>>
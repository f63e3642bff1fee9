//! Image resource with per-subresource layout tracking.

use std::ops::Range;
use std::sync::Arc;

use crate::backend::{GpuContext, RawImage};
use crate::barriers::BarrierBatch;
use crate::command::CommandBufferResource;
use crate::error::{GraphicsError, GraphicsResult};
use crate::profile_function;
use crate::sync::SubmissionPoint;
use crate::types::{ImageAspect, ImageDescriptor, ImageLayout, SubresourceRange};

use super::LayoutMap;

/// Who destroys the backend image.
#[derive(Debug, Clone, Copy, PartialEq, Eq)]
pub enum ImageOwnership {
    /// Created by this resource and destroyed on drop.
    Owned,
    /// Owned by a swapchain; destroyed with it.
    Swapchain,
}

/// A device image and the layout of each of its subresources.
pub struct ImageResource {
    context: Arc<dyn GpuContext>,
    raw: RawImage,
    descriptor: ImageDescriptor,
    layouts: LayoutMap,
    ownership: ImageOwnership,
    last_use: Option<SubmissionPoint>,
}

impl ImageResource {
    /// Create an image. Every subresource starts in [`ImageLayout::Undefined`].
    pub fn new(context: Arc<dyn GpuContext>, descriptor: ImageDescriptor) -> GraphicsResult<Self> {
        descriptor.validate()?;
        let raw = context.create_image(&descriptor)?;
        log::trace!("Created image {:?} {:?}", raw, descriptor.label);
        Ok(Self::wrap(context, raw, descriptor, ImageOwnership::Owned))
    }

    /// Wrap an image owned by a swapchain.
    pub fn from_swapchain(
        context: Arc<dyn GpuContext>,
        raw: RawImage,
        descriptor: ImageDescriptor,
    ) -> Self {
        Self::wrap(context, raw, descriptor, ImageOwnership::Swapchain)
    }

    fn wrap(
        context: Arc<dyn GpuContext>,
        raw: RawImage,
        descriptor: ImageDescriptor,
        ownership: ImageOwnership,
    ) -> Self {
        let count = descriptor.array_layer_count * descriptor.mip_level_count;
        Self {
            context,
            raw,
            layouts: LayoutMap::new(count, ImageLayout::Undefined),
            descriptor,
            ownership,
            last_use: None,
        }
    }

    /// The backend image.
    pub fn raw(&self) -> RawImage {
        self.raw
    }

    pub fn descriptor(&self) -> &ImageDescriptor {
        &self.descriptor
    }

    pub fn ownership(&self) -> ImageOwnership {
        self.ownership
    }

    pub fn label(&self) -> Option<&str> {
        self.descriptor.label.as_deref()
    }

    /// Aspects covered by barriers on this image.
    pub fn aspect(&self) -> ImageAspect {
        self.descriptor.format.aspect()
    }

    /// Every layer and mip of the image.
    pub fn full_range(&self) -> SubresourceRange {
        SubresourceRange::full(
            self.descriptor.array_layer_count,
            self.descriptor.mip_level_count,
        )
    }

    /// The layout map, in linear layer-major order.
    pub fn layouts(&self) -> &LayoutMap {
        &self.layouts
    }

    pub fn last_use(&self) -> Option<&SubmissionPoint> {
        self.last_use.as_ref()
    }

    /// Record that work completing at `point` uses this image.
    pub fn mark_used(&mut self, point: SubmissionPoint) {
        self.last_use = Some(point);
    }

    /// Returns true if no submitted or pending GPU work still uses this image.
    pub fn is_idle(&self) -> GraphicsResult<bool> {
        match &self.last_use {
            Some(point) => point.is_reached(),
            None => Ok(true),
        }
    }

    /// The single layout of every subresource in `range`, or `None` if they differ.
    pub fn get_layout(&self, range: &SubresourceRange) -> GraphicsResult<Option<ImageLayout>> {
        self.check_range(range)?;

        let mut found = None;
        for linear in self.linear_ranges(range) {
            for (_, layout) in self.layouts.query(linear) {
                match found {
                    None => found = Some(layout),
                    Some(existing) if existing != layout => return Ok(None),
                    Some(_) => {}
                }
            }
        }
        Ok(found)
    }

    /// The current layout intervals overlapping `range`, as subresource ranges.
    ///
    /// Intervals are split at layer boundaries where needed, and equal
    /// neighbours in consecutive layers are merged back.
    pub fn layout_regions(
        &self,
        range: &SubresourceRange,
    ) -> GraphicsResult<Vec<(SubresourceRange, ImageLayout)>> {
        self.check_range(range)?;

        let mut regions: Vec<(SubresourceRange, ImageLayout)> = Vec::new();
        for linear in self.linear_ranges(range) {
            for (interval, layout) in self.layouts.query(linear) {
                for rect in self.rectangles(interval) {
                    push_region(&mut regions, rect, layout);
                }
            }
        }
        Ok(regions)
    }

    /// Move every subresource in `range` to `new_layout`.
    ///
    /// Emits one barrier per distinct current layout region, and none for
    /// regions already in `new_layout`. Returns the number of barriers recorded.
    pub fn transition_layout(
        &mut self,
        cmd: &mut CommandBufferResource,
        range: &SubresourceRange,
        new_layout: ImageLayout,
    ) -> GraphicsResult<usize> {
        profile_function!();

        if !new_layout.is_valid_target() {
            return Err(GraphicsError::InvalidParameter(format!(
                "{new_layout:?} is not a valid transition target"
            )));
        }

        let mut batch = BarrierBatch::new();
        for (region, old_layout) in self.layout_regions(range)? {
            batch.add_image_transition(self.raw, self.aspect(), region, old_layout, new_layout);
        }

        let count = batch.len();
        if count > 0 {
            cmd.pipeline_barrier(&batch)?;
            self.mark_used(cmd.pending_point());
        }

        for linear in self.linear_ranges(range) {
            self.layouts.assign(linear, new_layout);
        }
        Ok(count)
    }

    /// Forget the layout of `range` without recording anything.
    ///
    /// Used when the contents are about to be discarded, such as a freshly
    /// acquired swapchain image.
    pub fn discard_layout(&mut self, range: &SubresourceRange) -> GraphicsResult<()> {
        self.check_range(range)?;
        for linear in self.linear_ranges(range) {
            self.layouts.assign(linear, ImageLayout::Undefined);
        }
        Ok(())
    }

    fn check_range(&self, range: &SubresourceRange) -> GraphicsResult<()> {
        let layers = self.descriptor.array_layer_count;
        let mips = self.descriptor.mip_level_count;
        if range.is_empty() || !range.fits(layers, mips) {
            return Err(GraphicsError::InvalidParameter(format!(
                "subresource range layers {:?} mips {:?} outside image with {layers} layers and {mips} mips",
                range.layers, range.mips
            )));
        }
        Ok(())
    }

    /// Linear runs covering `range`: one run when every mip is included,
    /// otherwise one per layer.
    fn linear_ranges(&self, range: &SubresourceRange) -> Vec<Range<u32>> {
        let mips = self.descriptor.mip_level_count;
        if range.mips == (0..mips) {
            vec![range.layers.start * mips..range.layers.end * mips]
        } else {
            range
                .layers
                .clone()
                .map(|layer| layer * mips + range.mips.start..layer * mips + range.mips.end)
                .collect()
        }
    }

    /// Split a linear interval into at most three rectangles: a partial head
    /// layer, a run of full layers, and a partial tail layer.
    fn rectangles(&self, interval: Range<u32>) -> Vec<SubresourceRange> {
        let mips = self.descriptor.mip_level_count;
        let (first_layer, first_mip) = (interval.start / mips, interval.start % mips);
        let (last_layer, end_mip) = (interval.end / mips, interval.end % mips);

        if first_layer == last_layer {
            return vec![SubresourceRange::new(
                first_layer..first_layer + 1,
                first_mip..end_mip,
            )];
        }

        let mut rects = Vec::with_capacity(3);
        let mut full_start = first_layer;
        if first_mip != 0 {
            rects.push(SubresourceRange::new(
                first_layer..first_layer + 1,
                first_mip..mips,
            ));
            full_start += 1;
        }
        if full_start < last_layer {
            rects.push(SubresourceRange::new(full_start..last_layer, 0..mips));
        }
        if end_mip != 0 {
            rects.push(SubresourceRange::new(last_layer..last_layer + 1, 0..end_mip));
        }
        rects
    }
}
<<
A faithful copy of the whole listing is needed.

■ **WRITTEN SOLUTION**:
repository f63e3642bff1fee9
//! Image resource with per-subresource layout tracking.

use std::ops::Range;
use std::sync::Arc;

use crate::backend::{GpuContext, RawImage};
use crate::barriers::BarrierBatch;
use crate::command::CommandBufferResource;
use crate::error::{GraphicsError, GraphicsResult};
use crate::profile_function;
use crate::sync::SubmissionPoint;
use crate::types::{ImageAspect, ImageDescriptor, ImageLayout, SubresourceRange};

use super::LayoutMap;

/// Who destroys the backend image.
#[derive(Debug, Clone, Copy, PartialEq, Eq)]
pub enum ImageOwnership {
    /// Created by this resource and destroyed on drop.
    Owned,
    /// Owned by a swapchain; destroyed with it.
    Swapchain,
}

/// A device image and the layout of each of its subresources.
pub struct ImageResource {
    context: Arc<dyn GpuContext>,
    raw: RawImage,
    descriptor: ImageDescriptor,
    layouts: LayoutMap,
    ownership: ImageOwnership,
    last_use: Option<SubmissionPoint>,
}

impl ImageResource {
    /// Create an image. Every subresource starts in [`ImageLayout::Undefined`].
    pub fn new(context: Arc<dyn GpuContext>, descriptor: ImageDescriptor) -> GraphicsResult<Self> {
        descriptor.validate()?;
        let raw = context.create_image(&descriptor)?;
        log::trace!("Created image {:?} {:?}", raw, descriptor.label);
        Ok(Self::wrap(context, raw, descriptor, ImageOwnership::Owned))
    }

    /// Wrap an image owned by a swapchain.
    pub fn from_swapchain(
        context: Arc<dyn GpuContext>,
        raw: RawImage,
        descriptor: ImageDescriptor,
    ) -> Self {
        Self::wrap(context, raw, descriptor, ImageOwnership::Swapchain)
    }

    fn wrap(
        context: Arc<dyn GpuContext>,
        raw: RawImage,
        descriptor: ImageDescriptor,
        ownership: ImageOwnership,
    ) -> Self {
        let count = descriptor.array_layer_count * descriptor.mip_level_count;
        Self {
            context,
            raw,
            layouts: LayoutMap::new(count, ImageLayout::Undefined),
            descriptor,
            ownership,
            last_use: None,
        }
    }

    /// The backend image.
    pub fn raw(&self) -> RawImage {
        self.raw
    }

    pub fn descriptor(&self) -> &ImageDescriptor {
        &self.descriptor
    }

    pub fn ownership(&self) -> ImageOwnership {
        self.ownership
    }

    pub fn label(&self) -> Option<&str> {
        self.descriptor.label.as_deref()
    }

    /// Aspects covered by barriers on this image.
    pub fn aspect(&self) -> ImageAspect {
        self.descriptor.format.aspect()
    }

    /// Every layer and mip of the image.
    pub fn full_range(&self) -> SubresourceRange {
        SubresourceRange::full(
            self.descriptor.array_layer_count,
            self.descriptor.mip_level_count,
        )
    }

    /// The layout map, in linear layer-major order.
    pub fn layouts(&self) -> &LayoutMap {
        &self.layouts
    }

    pub fn last_use(&self) -> Option<&SubmissionPoint> {
        self.last_use.as_ref()
    }

    /// Record that work completing at `point` uses this image.
    pub fn mark_used(&mut self, point: SubmissionPoint) {
        self.last_use = Some(point);
    }

    /// Returns true if no submitted or pending GPU work still uses this image.
    pub fn is_idle(&self) -> GraphicsResult<bool> {
        match &self.last_use {
            Some(point) => point.is_reached(),
            None => Ok(true),
        }
    }

    /// The single layout of every subresource in `range`, or `None` if they differ.
    pub fn get_layout(&self, range: &SubresourceRange) -> GraphicsResult<Option<ImageLayout>> {
        self.check_range(range)?;

        let mut found = None;
        for linear in self.linear_ranges(range) {
            for (_, layout) in self.layouts.query(linear) {
                match found {
                    None => found = Some(layout),
                    Some(existing) if existing != layout => return Ok(None),
                    Some(_) => {}
                }
            }
        }
        Ok(found)
    }

    /// The current layout intervals overlapping `range`, as subresource ranges.
    ///
    /// Intervals are split at layer boundaries where needed, and equal
    /// neighbours in consecutive layers are merged back.
    pub fn layout_regions(
        &self,
        range: &SubresourceRange,
    ) -> GraphicsResult<Vec<(SubresourceRange, ImageLayout)>> {
        self.check_range(range)?;

        let mut regions: Vec<(SubresourceRange, ImageLayout)> = Vec::new();
        for linear in self.linear_ranges(range) {
            for (interval, layout) in self.layouts.query(linear) {
                for rect in self.rectangles(interval) {
                    push_region(&mut regions, rect, layout);
                }
            }
        }
        Ok(regions)
    }

    /// Move every subresource in `range` to `new_layout`.
    ///
    /// Emits one barrier per distinct current layout region, and none for
    /// regions already in `new_layout`. Returns the number of barriers recorded.
    pub fn transition_layout(
        &mut self,
        cmd: &mut CommandBufferResource,
        range: &SubresourceRange,
        new_layout: ImageLayout,
    ) -> GraphicsResult<usize> {
        profile_function!();

        if !new_layout.is_valid_target() {
            return Err(GraphicsError::InvalidParameter(format!(
                "{new_layout:?} is not a valid transition target"
            )));
        }

        let mut batch = BarrierBatch::new();
        for (region, old_layout) in self.layout_regions(range)? {
            batch.add_image_transition(self.raw, self.aspect(), region, old_layout, new_layout);
        }

        let count = batch.len();
        if count > 0 {
            cmd.pipeline_barrier(&batch)?;
            self.mark_used(cmd.pending_point());
        }

        for linear in self.linear_ranges(range) {
            self.layouts.assign(linear, new_layout);
        }
        Ok(count)
    }

    /// Forget the layout of `range` without recording anything.
    ///
    /// Used when the contents are about to be discarded, such as a freshly
    /// acquired swapchain image.
    pub fn discard_layout(&mut self, range: &SubresourceRange) -> GraphicsResult<()> {
        self.check_range(range)?;
        for linear in self.linear_ranges(range) {
            self.layouts.assign(linear, ImageLayout::Undefined);
        }
        Ok(())
    }

    fn check_range(&self, range: &SubresourceRange) -> GraphicsResult<()> {
        let layers = self.descriptor.array_layer_count;
        let mips = self.descriptor.mip_level_count;
        if range.is_empty() || !range.fits(layers, mips) {
            return Err(GraphicsError::InvalidParameter(format!(
                "subresource range layers {:?} mips {:?} outside image with {layers} layers and {mips} mips",
                range.layers, range.mips
            )));
        }
        Ok(())
    }

    /// Linear runs covering `range`: one run when every mip is included,
    /// otherwise one per layer.
    fn linear_ranges(&self, range: &SubresourceRange) -> Vec<Range<u32>> {
        let mips = self.descriptor.mip_level_count;
        if range.mips == (0..mips) {
            vec![range.layers.start * mips..range.layers.end * mips]
        } else {
            range
                .layers
                .clone()
                .map(|layer| layer * mips + range.mips.start..layer * mips + range.mips.end)
                .collect()
        }
    }

    /// Split a linear interval into at most three rectangles: a partial head
    /// layer, a run of full layers, and a partial tail layer.
    fn rectangles(&self, interval: Range<u32>) -> Vec<SubresourceRange> {
        let mips = self.descriptor.mip_level_count;
        let (first_layer, first_mip) = (interval.start / mips, interval.start % mips);
        let (last_layer, end_mip) = (interval.end / mips, interval.end % mips);

        if first_layer == last_layer {
            return vec![SubresourceRange::new(
                first_layer..first_layer + 1,
                first_mip..end_mip,
            )];
        }

        let mut rects = Vec::with_capacity(3);
        let mut full_start = first_layer;
        if first_mip != 0 {
            rects.push(SubresourceRange::new(
                first_layer..first_layer + 1,
                first_mip..mips,
            ));
            full_start += 1;
        }
        if full_start < last_layer {
            rects.push(SubresourceRange::new(full_start..last_layer, 0..mips));
        }
        if end_mip != 0 {
            rects.push(SubresourceRange::new(last_layer..last_layer + 1, 0..end_mip));
        }
        rects
    }
}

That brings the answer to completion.